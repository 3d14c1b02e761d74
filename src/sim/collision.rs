//! Collision detection and cleanup
//!
//! Runs once at the end of every tick, after motion. Bullets and rocks that
//! touch are both removed; the ship touching a rock or a rock bullet ends
//! the game.

use super::body::Body;
use super::state::State;

/// Two bodies overlap when their centers are closer than the sum of radii
#[inline]
pub fn bodies_collided(a: &Body, b: &Body) -> bool {
    (a.pos - b.pos).length() < a.radius + b.radius
}

/// `bodies` minus anything whose id appears in `removed`
fn except(bodies: &[Body], removed: &[Body]) -> Vec<Body> {
    bodies
        .iter()
        .filter(|b| !removed.iter().any(|r| r.id == b.id))
        .cloned()
        .collect()
}

/// Resolve every collision in `state`.
///
/// Every colliding (bullet, rock) pair contributes both bodies to `exit`.
/// A rock hit by two bullets appears twice there but is removed once and
/// scores once.
pub fn handle_collisions(state: State) -> State {
    let ship_hit_rock = state
        .rocks
        .iter()
        .any(|r| bodies_collided(&state.ship, r));
    let ship_hit_bullet = state
        .rocks_bullet
        .iter()
        .any(|b| bodies_collided(&state.ship, b));

    let (collided_bullets, collided_rocks): (Vec<Body>, Vec<Body>) = state
        .bullets
        .iter()
        .flat_map(|b| state.rocks.iter().map(move |r| (b, r)))
        .filter(|(b, r)| bodies_collided(b, r))
        .map(|(b, r)| (b.clone(), r.clone()))
        .unzip();

    let bullets = except(&state.bullets, &collided_bullets);
    let rocks = except(&state.rocks, &collided_rocks);
    let destroyed = (state.rocks.len() - rocks.len()) as u32;

    if destroyed > 0 {
        log::debug!(
            "Tick {}: {} rock(s) destroyed by {} hit(s)",
            state.time,
            destroyed,
            collided_bullets.len()
        );
    }

    let mut exit = state.exit;
    exit.extend(collided_bullets);
    exit.extend(collided_rocks);

    State {
        score: state.score + destroyed * state.tuning.score_per_rock,
        game_over: ship_hit_rock || ship_hit_bullet,
        bullets,
        rocks,
        exit,
        ..state
    }
}

#[cfg(test)]
mod tests {
    use super::*;
    use crate::sim::body::{Circle, ObjectId};
    use crate::tuning::Tuning;
    use glam::Vec2;
    use proptest::prelude::*;

    fn oid(serial: u64) -> ObjectId {
        ObjectId {
            serial,
            create_time: 0,
        }
    }

    fn rock(serial: u64, x: f32, y: f32) -> Body {
        Body::rock(
            oid(serial),
            Circle {
                pos: Vec2::new(x, y),
                radius: 20.0,
            },
            Vec2::ZERO,
        )
    }

    fn bullet(serial: u64, x: f32, y: f32) -> Body {
        Body::bullet(
            oid(serial),
            Circle {
                pos: Vec2::new(x, y),
                radius: 4.0,
            },
            Vec2::ZERO,
        )
    }

    fn empty_state() -> State {
        let mut state = State::initial(Tuning::default(), 0);
        state.rocks.clear();
        state
    }

    #[test]
    fn test_touching_is_not_colliding() {
        let a = rock(0, 0.0, 0.0);
        let b = bullet(1, 24.0, 0.0);
        assert!(!bodies_collided(&a, &b));
        let c = bullet(2, 23.9, 0.0);
        assert!(bodies_collided(&a, &c));
    }

    #[test]
    fn test_bullet_destroys_every_overlapping_rock() {
        let mut state = empty_state();
        state.rocks = vec![rock(0, 100.0, 100.0), rock(1, 130.0, 100.0), rock(2, 400.0, 100.0)];
        state.bullets = vec![bullet(10, 115.0, 100.0)];

        let next = handle_collisions(state);
        assert_eq!(next.rocks.len(), 1);
        assert_eq!(next.rocks[0].id, "rock2");
        assert!(next.bullets.is_empty());
        assert_eq!(next.score, 10);
        assert_eq!(next.exit.len(), 4); // bullet listed once per pair
    }

    #[test]
    fn test_rock_hit_twice_scores_once() {
        let mut state = empty_state();
        state.rocks = vec![rock(0, 100.0, 100.0), rock(1, 400.0, 400.0)];
        state.bullets = vec![bullet(10, 95.0, 100.0), bullet(11, 105.0, 100.0)];

        let next = handle_collisions(state);
        assert_eq!(next.rocks.len(), 1);
        assert!(next.bullets.is_empty());
        assert_eq!(next.score, 5);
        assert_eq!(next.exit.iter().filter(|b| b.id == "rock0").count(), 2);
    }

    #[test]
    fn test_ship_hits() {
        let mut state = empty_state();
        state.rocks = vec![rock(0, 500.0, 100.0)];
        assert!(!handle_collisions(state.clone()).game_over);

        let mut by_rock = state.clone();
        by_rock.rocks.push(rock(1, 310.0, 540.0));
        assert!(handle_collisions(by_rock).game_over);

        let mut by_bullet = state;
        by_bullet.rocks_bullet.push(Body::rock_bullet(
            oid(20),
            Circle {
                pos: Vec2::new(300.0, 530.0),
                radius: 4.0,
            },
            Vec2::new(0.0, 10.0),
        ));
        assert!(handle_collisions(by_bullet).game_over);
    }

    #[test]
    fn test_keeps_expired_in_exit() {
        let mut state = empty_state();
        state.rocks = vec![rock(0, 100.0, 100.0)];
        state.exit = vec![bullet(3, 0.0, 0.0)];
        state.bullets = vec![bullet(4, 100.0, 100.0)];

        let next = handle_collisions(state);
        let ids: Vec<&str> = next.exit.iter().map(|b| b.id.as_str()).collect();
        assert_eq!(ids, vec!["bullet3", "bullet4", "rock0"]);
    }

    proptest! {
        #[test]
        fn collision_is_symmetric(
            ax in -700.0f32..700.0, ay in -700.0f32..700.0, ar in 0.0f32..50.0,
            bx in -700.0f32..700.0, by in -700.0f32..700.0, br in 0.0f32..50.0,
        ) {
            let mut a = rock(0, ax, ay);
            a.radius = ar;
            let mut b = bullet(1, bx, by);
            b.radius = br;
            prop_assert_eq!(bodies_collided(&a, &b), bodies_collided(&b, &a));
        }
    }
}
//! Space Rocks entry point
//!
//! Handles platform-specific initialization and runs the game loop.

#[cfg(target_arch = "wasm32")]
use wasm_bindgen::prelude::*;

#[cfg(target_arch = "wasm32")]
mod wasm_game {
    use std::cell::RefCell;
    use std::collections::HashSet;
    use std::rc::Rc;
    use wasm_bindgen::prelude::*;
    use web_sys::{Document, Element, KeyboardEvent};

    use space_rocks::input::Transition;
    use space_rocks::sim::State;
    use space_rocks::view::score_text;
    use space_rocks::{GameError, Renderer, Session, SessionStatus, Tuning};

    const SVG_NS: &str = "http://www.w3.org/2000/svg";

    /// Draws snapshots into the page's SVG canvas
    struct SvgRenderer {
        document: Document,
        svg: Element,
        ship: Element,
        score: Element,
        /// Ids of ellipses this renderer created
        drawn: HashSet<String>,
    }

    impl SvgRenderer {
        fn new(document: Document) -> Result<Self, GameError> {
            let find = |id: &str| {
                document
                    .get_element_by_id(id)
                    .ok_or_else(|| GameError::Dom(format!("missing #{}", id)))
            };
            Ok(Self {
                svg: find("svgCanvas")?,
                ship: find("ship")?,
                score: find("playerScore")?,
                drawn: HashSet::new(),
                document,
            })
        }

        fn body_view(&mut self, body: &space_rocks::sim::Body) -> Result<Element, GameError> {
            if let Some(v) = self.document.get_element_by_id(&body.id) {
                return Ok(v);
            }
            let dom = |e: JsValue| GameError::Dom(format!("{:?}", e));
            let v = self
                .document
                .create_element_ns(Some(SVG_NS), "ellipse")
                .map_err(dom)?;
            v.set_attribute("id", &body.id).map_err(dom)?;
            v.set_attribute("rx", &body.radius.to_string()).map_err(dom)?;
            v.set_attribute("ry", &body.radius.to_string()).map_err(dom)?;
            v.class_list().add_1(body.view_type.as_str()).map_err(dom)?;
            self.svg.append_child(&v).map_err(dom)?;
            self.drawn.insert(body.id.clone());
            Ok(v)
        }

        fn remove(&mut self, id: &str) -> Result<(), GameError> {
            self.drawn.remove(id);
            let v = self
                .document
                .get_element_by_id(id)
                .ok_or_else(|| GameError::MissingNode(id.to_string()))?;
            self.svg
                .remove_child(&v)
                .map(|_| ())
                .map_err(|_| GameError::MissingNode(id.to_string()))
        }
    }

    impl Renderer for SvgRenderer {
        fn render(&mut self, state: &State) {
            self.score.set_inner_html(&score_text(state.score));
            if let Err(e) = self.ship.set_attribute(
                "transform",
                &format!("translate({},{})", state.ship.pos.x, state.ship.pos.y),
            ) {
                log::warn!("Cannot move ship: {:?}", e);
            }

            for body in state.live_bodies() {
                match self.body_view(body) {
                    Ok(v) => {
                        let placed = v
                            .set_attribute("cx", &body.pos.x.to_string())
                            .and_then(|_| v.set_attribute("cy", &body.pos.y.to_string()));
                        if let Err(e) = placed {
                            log::warn!("Cannot move {}: {:?}", body.id, e);
                        }
                    }
                    Err(e) => log::error!("Cannot draw {}: {}", body.id, e),
                }
            }

            for body in &state.exit {
                if let Err(e) = self.remove(&body.id) {
                    log::warn!("Already removed: {}", e);
                }
            }
        }

        fn clear(&mut self) {
            let ids: Vec<String> = self.drawn.iter().cloned().collect();
            for id in ids {
                if let Err(e) = self.remove(&id) {
                    log::debug!("Clearing: {}", e);
                }
            }
        }
    }

    struct Game {
        session: Session<SvgRenderer>,
        last_time: f64,
    }

    pub fn run() -> Result<(), GameError> {
        console_error_panic_hook::set_once();
        console_log::init_with_level(log::Level::Info)
            .map_err(|e| GameError::Dom(e.to_string()))?;

        log::info!("Space Rocks starting...");

        let window = web_sys::window().ok_or_else(|| GameError::Dom("no window".into()))?;
        let document = window
            .document()
            .ok_or_else(|| GameError::Dom("no document".into()))?;

        let renderer = SvgRenderer::new(document.clone())?;
        let seed = js_sys::Date::now() as u64;
        let game = Rc::new(RefCell::new(Game {
            session: Session::new(Tuning::load(), seed, renderer)?,
            last_time: 0.0,
        }));

        setup_input_handlers(&document, game.clone());
        request_animation_frame(game);

        log::info!("Space Rocks running!");
        Ok(())
    }

    fn setup_input_handlers(document: &Document, game: Rc<RefCell<Game>>) {
        for (name, transition) in [("keydown", Transition::Down), ("keyup", Transition::Up)] {
            let game = game.clone();
            let closure = Closure::<dyn FnMut(_)>::new(move |event: KeyboardEvent| {
                let mut g = game.borrow_mut();
                if let Some(status) = g.session.handle_key(&event.code(), transition, event.repeat())
                {
                    log_status(status);
                }
            });
            if let Err(e) =
                document.add_event_listener_with_callback(name, closure.as_ref().unchecked_ref())
            {
                log::warn!("Cannot listen for {}: {:?}", name, e);
            }
            closure.forget();
        }
    }

    fn log_status(status: SessionStatus) {
        match status {
            SessionStatus::Running => {}
            SessionStatus::Cleared { score } => log::info!("Cleared! Final score {}", score),
            SessionStatus::Lost { score } => log::info!("Game over. Final score {}", score),
        }
    }

    fn request_animation_frame(game: Rc<RefCell<Game>>) {
        let Some(window) = web_sys::window() else {
            return;
        };
        let closure = Closure::once(move |time: f64| {
            game_loop(game, time);
        });
        if let Err(e) = window.request_animation_frame(closure.as_ref().unchecked_ref()) {
            log::error!("Cannot schedule frame: {:?}", e);
        }
        closure.forget();
    }

    fn game_loop(game: Rc<RefCell<Game>>, time: f64) {
        {
            let mut g = game.borrow_mut();
            let dt = if g.last_time > 0.0 {
                time - g.last_time
            } else {
                0.0
            };
            g.last_time = time;
            let status = g.session.advance(dt);
            log_status(status);
        }

        request_animation_frame(game);
    }
}

#[cfg(target_arch = "wasm32")]
#[wasm_bindgen(start)]
pub fn wasm_main() {
    if let Err(e) = wasm_game::run() {
        log::error!("Failed to start: {}", e);
    }
}

#[cfg(not(target_arch = "wasm32"))]
fn main() {
    env_logger::init();
    log::info!("Space Rocks (native) starting...");
    log::info!("Native mode runs a scripted headless game - use `trunk serve` for the web version");

    run_headless_demo();
}

#[cfg(target_arch = "wasm32")]
fn main() {
    // WASM entry point is wasm_main, this is just to satisfy the compiler
}

/// Play a scripted minute of game time against the in-memory scene
#[cfg(not(target_arch = "wasm32"))]
fn run_headless_demo() {
    use space_rocks::input::Transition;
    use space_rocks::sim::ViewType;
    use space_rocks::view::Scene;
    use space_rocks::{Session, SessionStatus, Tuning};

    const FRAME: f64 = 16.0;

    // Optional tuning file as the first argument
    let tuning = match std::env::args().nth(1) {
        Some(path) => Tuning::load_file(&path).unwrap_or_else(|e| {
            log::warn!("{}, using default tuning", e);
            Tuning::default()
        }),
        None => Tuning::default(),
    };
    let mut session = match Session::new(tuning, 42, Scene::new()) {
        Ok(session) => session,
        Err(e) => {
            log::error!("Cannot start session: {}", e);
            return;
        }
    };
    let mut outcomes = Vec::new();

    for frame in 0..3750u32 {
        // Sweep left and right, firing along the way
        match frame % 240 {
            0 => {
                session.handle_key("ArrowLeft", Transition::Down, false);
            }
            60 => {
                session.handle_key("ArrowLeft", Transition::Up, false);
            }
            120 => {
                session.handle_key("ArrowRight", Transition::Down, false);
            }
            180 => {
                session.handle_key("ArrowRight", Transition::Up, false);
            }
            _ => {}
        }
        if frame % 8 == 0 {
            session.handle_key("Space", Transition::Down, false);
        } else if frame % 8 == 1 {
            session.handle_key("Space", Transition::Up, false);
        }

        let status = session.advance(FRAME);
        if status != SessionStatus::Running {
            outcomes.push(status);
        }
    }

    let scene = session.renderer();
    println!("\nHeadless run finished");
    println!("  sessions started: {}", session.sessions_started());
    println!("  outcomes: {:?}", outcomes);
    println!("  current {}", scene.score());
    println!("  frames rendered: {}", scene.frames());
    println!(
        "  live nodes: {} rocks, {} bullets, {} rock bullets",
        scene.nodes().filter(|n| n.class == ViewType::Rock).count(),
        scene.nodes().filter(|n| n.class == ViewType::Bullet).count(),
        scene.nodes().filter(|n| n.class == ViewType::RockBullet).count()
    );
    println!("  tolerated double removals: {}", scene.stale_removals());
}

########

Your goal: Retype exactly, and only, the lines above from the one where "let ids: Vec<&str>" occurs up to and including the one where "ax in -700.0f32..700.0, ay" occurs.

Written solution:
        let ids: Vec<&str> = next.exit.iter().map(|b| b.id.as_str()).collect();
        assert_eq!(ids, vec!["bullet3", "bullet4", "rock0"]);
    }

    proptest! {
        #[test]
        fn collision_is_symmetric(
            ax in -700.0f32..700.0, ay in -700.0f32..700.0, ar in 0.0f32..50.0,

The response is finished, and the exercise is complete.